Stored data
>>
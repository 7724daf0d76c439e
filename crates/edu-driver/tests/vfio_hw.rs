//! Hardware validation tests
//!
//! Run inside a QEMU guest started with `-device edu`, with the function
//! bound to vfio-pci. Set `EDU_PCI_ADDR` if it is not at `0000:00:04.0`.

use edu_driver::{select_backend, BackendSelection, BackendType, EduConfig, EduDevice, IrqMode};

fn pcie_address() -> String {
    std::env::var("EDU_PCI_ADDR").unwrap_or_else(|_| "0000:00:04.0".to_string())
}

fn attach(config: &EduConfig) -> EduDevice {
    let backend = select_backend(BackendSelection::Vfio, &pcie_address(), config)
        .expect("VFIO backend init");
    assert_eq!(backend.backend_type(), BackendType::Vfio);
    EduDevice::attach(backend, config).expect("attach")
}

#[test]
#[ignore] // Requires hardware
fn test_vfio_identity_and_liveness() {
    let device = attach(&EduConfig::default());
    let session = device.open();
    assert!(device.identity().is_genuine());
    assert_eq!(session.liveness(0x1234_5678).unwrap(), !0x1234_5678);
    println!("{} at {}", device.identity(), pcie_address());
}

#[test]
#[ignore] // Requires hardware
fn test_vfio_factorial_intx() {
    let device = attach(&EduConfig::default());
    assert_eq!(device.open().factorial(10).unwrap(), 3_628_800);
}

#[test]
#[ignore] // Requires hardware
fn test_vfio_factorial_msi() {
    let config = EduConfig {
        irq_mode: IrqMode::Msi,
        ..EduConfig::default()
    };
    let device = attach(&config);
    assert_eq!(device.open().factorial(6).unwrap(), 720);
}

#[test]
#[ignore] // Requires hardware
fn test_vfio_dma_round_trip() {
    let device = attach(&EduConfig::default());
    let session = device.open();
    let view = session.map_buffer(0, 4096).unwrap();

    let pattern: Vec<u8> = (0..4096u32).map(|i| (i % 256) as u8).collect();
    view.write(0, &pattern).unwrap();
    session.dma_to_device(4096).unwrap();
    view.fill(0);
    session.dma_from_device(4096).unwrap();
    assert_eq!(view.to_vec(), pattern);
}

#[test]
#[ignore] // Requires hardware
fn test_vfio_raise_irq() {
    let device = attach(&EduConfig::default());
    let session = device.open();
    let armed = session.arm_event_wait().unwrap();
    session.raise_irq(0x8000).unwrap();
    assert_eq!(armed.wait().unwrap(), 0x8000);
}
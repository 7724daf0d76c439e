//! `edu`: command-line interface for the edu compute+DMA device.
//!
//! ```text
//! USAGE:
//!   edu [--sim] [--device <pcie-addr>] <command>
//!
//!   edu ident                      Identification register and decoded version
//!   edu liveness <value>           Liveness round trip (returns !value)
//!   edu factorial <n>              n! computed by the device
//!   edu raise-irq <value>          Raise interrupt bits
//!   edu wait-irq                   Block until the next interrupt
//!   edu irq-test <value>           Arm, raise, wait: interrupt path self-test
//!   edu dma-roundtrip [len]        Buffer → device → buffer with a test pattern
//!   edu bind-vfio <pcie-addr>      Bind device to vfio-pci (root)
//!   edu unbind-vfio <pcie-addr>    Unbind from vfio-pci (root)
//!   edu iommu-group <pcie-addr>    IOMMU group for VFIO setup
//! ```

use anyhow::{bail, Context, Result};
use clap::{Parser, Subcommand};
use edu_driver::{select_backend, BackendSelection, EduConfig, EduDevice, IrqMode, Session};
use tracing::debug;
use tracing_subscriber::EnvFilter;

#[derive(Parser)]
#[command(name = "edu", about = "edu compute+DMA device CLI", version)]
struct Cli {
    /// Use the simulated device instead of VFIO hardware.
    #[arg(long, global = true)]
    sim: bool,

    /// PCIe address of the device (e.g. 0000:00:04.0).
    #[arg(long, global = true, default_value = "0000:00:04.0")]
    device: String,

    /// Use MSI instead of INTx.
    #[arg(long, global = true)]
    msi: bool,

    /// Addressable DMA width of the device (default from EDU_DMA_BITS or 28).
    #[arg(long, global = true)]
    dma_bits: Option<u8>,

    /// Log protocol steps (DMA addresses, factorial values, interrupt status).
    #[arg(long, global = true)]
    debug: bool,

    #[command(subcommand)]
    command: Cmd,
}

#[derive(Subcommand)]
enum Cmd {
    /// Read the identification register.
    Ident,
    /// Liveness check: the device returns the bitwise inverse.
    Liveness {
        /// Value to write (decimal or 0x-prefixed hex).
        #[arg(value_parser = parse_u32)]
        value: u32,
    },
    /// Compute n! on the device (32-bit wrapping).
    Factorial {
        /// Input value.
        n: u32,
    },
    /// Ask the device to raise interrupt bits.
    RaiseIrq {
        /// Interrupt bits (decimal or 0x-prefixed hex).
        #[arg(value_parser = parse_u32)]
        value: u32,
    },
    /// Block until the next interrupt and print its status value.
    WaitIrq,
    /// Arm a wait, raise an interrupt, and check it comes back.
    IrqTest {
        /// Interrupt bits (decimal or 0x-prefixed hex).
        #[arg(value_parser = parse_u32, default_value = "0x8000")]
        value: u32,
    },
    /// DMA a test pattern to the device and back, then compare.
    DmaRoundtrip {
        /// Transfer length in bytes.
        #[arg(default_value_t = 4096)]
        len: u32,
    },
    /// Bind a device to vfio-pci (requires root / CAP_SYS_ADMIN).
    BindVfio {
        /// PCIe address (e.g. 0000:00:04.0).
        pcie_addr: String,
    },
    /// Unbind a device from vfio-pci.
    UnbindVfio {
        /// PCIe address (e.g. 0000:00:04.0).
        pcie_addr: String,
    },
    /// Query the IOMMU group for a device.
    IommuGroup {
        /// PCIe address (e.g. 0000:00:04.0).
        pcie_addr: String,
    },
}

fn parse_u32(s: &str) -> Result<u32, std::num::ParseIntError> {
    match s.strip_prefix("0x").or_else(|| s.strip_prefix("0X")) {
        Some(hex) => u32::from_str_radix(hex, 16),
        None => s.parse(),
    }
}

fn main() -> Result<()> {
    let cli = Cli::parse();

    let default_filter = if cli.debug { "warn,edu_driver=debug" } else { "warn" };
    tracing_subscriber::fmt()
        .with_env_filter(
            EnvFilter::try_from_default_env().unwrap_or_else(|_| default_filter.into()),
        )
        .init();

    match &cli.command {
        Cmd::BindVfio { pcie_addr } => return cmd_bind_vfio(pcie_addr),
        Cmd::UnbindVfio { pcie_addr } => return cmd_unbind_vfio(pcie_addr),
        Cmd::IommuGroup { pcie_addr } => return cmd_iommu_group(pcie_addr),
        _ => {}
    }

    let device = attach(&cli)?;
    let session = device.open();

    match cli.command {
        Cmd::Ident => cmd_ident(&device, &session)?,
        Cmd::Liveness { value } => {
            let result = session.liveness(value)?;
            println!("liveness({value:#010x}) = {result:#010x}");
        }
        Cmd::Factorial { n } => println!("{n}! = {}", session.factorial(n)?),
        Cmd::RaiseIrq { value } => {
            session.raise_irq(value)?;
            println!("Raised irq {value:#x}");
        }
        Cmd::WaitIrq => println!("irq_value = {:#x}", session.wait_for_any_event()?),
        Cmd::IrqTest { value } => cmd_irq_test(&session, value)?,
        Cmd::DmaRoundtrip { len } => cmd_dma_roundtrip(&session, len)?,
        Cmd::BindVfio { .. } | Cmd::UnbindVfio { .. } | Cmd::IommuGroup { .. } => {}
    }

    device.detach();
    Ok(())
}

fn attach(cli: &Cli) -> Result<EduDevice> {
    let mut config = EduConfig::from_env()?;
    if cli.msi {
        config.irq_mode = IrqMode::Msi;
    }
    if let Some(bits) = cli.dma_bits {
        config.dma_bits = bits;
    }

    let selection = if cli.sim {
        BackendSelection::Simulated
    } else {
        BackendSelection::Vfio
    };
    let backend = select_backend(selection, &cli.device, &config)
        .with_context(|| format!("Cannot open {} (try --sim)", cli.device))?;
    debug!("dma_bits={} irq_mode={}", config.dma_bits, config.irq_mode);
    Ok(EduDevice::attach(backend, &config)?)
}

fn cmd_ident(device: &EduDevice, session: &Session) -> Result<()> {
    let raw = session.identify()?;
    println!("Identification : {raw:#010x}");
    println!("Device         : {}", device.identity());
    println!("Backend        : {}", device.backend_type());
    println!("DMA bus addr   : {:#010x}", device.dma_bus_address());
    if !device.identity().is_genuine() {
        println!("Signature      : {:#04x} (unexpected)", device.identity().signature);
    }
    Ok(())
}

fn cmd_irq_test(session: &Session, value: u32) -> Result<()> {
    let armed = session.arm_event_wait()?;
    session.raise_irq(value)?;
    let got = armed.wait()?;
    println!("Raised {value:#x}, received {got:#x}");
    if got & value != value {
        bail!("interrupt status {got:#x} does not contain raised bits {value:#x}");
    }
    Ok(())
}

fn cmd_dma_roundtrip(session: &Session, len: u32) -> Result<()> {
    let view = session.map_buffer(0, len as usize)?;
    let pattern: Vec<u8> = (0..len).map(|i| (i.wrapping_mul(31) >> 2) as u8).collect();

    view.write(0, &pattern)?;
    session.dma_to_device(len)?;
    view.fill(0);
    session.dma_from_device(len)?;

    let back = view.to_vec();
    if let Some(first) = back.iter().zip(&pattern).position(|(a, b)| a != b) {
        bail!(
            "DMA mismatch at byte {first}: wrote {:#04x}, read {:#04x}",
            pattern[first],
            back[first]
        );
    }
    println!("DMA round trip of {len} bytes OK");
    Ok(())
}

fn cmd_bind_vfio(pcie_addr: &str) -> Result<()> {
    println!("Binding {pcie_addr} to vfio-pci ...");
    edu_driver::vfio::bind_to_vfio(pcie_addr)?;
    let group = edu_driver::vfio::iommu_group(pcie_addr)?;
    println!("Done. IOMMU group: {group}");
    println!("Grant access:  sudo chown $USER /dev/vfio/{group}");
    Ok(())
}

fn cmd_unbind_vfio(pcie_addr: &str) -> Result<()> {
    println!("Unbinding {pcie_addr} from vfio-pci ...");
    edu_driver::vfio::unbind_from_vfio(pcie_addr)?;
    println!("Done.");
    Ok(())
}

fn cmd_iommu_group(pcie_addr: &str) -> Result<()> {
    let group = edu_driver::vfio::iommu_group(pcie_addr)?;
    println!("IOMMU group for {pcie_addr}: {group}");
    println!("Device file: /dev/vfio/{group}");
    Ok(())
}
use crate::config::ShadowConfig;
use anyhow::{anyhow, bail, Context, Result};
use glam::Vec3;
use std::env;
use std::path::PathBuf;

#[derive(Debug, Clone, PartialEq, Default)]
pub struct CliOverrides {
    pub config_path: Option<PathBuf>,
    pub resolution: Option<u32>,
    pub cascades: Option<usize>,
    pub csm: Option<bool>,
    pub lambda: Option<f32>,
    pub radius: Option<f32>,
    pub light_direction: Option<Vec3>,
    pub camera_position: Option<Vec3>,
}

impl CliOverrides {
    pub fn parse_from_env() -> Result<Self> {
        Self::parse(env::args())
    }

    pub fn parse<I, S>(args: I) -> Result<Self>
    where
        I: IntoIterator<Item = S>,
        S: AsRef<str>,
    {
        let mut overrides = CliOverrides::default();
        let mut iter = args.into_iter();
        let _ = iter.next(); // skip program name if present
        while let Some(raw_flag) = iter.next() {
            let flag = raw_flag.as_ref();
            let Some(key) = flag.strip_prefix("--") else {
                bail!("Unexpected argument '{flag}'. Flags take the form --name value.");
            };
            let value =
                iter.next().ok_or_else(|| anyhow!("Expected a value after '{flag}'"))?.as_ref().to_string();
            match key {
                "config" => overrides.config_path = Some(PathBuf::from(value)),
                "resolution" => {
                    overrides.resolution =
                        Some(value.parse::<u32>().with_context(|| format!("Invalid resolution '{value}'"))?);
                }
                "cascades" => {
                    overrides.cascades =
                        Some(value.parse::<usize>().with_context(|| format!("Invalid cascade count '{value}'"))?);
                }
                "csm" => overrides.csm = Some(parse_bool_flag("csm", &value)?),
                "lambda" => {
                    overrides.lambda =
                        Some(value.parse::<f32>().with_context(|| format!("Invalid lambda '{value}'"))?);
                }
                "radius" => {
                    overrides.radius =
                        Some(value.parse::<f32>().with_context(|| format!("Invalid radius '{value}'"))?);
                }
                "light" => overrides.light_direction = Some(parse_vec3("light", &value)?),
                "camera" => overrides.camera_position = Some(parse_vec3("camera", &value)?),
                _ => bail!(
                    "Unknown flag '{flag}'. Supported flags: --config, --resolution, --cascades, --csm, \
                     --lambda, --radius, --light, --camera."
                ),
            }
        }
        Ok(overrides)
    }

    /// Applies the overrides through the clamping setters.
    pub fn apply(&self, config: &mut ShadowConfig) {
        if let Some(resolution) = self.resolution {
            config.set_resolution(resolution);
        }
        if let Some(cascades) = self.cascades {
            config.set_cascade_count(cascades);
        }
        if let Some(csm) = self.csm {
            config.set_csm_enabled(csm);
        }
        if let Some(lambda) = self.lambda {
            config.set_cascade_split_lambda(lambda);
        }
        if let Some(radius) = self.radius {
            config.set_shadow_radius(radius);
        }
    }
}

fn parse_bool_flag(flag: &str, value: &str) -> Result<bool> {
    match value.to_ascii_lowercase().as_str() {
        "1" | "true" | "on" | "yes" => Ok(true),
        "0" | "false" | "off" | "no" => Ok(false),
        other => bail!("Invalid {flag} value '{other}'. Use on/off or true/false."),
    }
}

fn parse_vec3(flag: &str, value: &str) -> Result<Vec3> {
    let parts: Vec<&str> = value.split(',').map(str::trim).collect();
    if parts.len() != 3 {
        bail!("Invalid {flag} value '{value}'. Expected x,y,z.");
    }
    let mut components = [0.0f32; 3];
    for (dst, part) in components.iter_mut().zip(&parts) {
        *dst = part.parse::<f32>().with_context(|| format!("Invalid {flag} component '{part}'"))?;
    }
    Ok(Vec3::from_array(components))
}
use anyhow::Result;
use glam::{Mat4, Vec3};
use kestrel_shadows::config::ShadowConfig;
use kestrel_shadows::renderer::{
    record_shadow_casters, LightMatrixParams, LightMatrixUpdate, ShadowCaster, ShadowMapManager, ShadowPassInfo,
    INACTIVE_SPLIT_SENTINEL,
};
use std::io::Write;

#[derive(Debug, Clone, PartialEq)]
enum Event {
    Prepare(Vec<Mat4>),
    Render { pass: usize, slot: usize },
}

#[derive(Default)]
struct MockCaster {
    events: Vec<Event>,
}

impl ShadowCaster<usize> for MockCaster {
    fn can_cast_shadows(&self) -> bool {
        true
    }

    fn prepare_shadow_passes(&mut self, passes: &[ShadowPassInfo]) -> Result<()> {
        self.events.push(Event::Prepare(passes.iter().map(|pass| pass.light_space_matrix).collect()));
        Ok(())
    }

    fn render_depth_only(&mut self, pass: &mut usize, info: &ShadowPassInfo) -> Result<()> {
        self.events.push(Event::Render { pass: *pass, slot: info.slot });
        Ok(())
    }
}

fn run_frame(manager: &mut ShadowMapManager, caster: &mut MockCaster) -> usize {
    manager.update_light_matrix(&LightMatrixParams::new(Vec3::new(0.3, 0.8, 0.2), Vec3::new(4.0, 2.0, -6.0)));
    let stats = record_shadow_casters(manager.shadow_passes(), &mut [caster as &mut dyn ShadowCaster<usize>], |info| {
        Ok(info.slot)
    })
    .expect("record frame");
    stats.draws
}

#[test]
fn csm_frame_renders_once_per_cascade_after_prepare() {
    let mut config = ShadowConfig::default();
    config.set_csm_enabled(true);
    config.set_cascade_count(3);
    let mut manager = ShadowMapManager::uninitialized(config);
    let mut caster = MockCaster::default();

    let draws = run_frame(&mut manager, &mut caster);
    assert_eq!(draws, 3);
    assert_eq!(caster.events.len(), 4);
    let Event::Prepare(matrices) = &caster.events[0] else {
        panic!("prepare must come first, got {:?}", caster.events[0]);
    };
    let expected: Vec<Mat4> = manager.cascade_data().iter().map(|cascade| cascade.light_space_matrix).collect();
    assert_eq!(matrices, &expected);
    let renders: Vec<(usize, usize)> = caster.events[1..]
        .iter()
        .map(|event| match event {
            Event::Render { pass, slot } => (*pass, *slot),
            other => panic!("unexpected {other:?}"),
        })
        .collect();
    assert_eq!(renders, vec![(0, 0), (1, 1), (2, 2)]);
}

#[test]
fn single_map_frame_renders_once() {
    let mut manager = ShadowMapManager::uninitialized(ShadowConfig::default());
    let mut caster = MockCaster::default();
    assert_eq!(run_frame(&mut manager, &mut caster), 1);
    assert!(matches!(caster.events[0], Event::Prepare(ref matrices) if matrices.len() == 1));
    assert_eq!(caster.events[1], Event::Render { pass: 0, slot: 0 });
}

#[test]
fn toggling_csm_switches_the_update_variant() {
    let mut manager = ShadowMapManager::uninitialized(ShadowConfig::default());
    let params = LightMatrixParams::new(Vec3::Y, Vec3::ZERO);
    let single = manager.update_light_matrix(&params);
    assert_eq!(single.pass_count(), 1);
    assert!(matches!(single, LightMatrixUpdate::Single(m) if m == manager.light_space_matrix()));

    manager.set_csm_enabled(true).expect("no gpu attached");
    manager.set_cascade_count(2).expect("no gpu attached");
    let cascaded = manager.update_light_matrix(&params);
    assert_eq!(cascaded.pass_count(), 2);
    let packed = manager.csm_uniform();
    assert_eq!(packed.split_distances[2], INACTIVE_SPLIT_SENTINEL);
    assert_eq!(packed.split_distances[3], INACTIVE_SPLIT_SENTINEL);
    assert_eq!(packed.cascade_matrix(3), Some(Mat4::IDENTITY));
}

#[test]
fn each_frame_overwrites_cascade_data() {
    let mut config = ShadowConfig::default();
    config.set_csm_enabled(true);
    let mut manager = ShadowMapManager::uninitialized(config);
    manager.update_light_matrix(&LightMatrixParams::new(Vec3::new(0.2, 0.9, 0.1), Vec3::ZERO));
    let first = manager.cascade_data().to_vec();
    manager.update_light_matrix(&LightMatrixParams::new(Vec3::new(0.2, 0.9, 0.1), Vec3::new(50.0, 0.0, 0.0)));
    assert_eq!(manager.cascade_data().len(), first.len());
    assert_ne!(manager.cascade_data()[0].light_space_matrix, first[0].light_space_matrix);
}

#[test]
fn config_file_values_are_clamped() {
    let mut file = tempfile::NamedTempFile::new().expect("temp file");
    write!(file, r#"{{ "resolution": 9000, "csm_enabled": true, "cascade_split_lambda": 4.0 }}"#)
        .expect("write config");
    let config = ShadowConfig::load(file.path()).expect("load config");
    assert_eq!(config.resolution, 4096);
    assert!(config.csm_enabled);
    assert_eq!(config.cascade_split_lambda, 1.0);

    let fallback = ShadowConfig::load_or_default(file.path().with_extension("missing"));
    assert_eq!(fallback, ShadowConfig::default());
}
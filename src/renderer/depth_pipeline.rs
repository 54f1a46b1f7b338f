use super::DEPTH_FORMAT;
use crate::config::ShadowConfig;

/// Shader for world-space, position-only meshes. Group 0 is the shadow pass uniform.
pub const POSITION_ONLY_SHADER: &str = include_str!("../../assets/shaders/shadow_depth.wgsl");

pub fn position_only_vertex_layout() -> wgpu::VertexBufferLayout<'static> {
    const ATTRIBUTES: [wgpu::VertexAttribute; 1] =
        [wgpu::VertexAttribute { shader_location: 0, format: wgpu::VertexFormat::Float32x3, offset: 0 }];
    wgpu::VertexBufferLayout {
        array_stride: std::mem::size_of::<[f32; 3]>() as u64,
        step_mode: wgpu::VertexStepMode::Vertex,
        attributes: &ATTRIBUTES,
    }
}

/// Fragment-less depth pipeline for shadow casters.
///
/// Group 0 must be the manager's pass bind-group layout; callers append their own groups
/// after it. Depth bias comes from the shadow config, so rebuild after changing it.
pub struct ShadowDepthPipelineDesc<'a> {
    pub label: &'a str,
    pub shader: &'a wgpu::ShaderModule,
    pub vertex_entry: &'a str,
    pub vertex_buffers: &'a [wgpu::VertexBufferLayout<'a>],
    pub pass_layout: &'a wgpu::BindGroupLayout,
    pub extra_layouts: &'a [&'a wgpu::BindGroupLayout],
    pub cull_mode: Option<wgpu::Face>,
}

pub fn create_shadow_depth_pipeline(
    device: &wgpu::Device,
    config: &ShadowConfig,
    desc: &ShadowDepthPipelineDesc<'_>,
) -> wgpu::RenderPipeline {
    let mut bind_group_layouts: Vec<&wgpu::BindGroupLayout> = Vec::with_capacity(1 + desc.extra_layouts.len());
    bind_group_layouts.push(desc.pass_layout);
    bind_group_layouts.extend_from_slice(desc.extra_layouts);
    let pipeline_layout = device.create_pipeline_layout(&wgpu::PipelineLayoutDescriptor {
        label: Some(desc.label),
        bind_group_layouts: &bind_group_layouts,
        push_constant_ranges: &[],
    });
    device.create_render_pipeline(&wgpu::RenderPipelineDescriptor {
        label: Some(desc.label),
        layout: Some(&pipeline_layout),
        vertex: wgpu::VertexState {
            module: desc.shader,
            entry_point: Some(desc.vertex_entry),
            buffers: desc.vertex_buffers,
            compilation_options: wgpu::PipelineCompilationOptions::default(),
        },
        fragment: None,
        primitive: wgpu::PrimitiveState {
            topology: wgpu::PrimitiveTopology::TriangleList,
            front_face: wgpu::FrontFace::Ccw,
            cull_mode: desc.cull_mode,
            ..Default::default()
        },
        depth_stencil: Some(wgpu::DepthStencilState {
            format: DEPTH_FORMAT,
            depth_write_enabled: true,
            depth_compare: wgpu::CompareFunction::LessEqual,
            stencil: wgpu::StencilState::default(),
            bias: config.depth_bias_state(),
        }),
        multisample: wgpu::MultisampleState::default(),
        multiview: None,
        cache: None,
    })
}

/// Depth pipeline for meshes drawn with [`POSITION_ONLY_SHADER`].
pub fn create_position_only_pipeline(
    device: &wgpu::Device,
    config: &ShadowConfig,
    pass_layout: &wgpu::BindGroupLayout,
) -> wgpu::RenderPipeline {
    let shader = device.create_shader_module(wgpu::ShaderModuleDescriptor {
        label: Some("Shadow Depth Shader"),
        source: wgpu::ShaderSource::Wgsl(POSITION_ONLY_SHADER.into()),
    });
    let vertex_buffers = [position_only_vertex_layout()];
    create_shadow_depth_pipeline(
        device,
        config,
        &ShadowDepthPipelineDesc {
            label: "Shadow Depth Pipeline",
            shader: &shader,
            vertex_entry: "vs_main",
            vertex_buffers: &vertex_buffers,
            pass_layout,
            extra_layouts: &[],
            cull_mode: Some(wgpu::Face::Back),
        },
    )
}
<<
■ INSTRUCTIONS FOR THE TASK
Take the lines from the first line of the records through the line holding "fn pcie_address() ->", both included, and please reproduce them exactly with nothing added.

■ REPLY TO THE TASK
repository 7724daf0d76c439e
filename crates/edu-driver/tests/vfio_hw.rs
//! Hardware validation tests
//!
//! Run inside a QEMU guest started with `-device edu`, with the function
//! bound to vfio-pci. Set `EDU_PCI_ADDR` if it is not at `0000:00:04.0`.

use edu_driver::{select_backend, BackendSelection, BackendType, EduConfig, EduDevice, IrqMode};

fn pcie_address() -> String {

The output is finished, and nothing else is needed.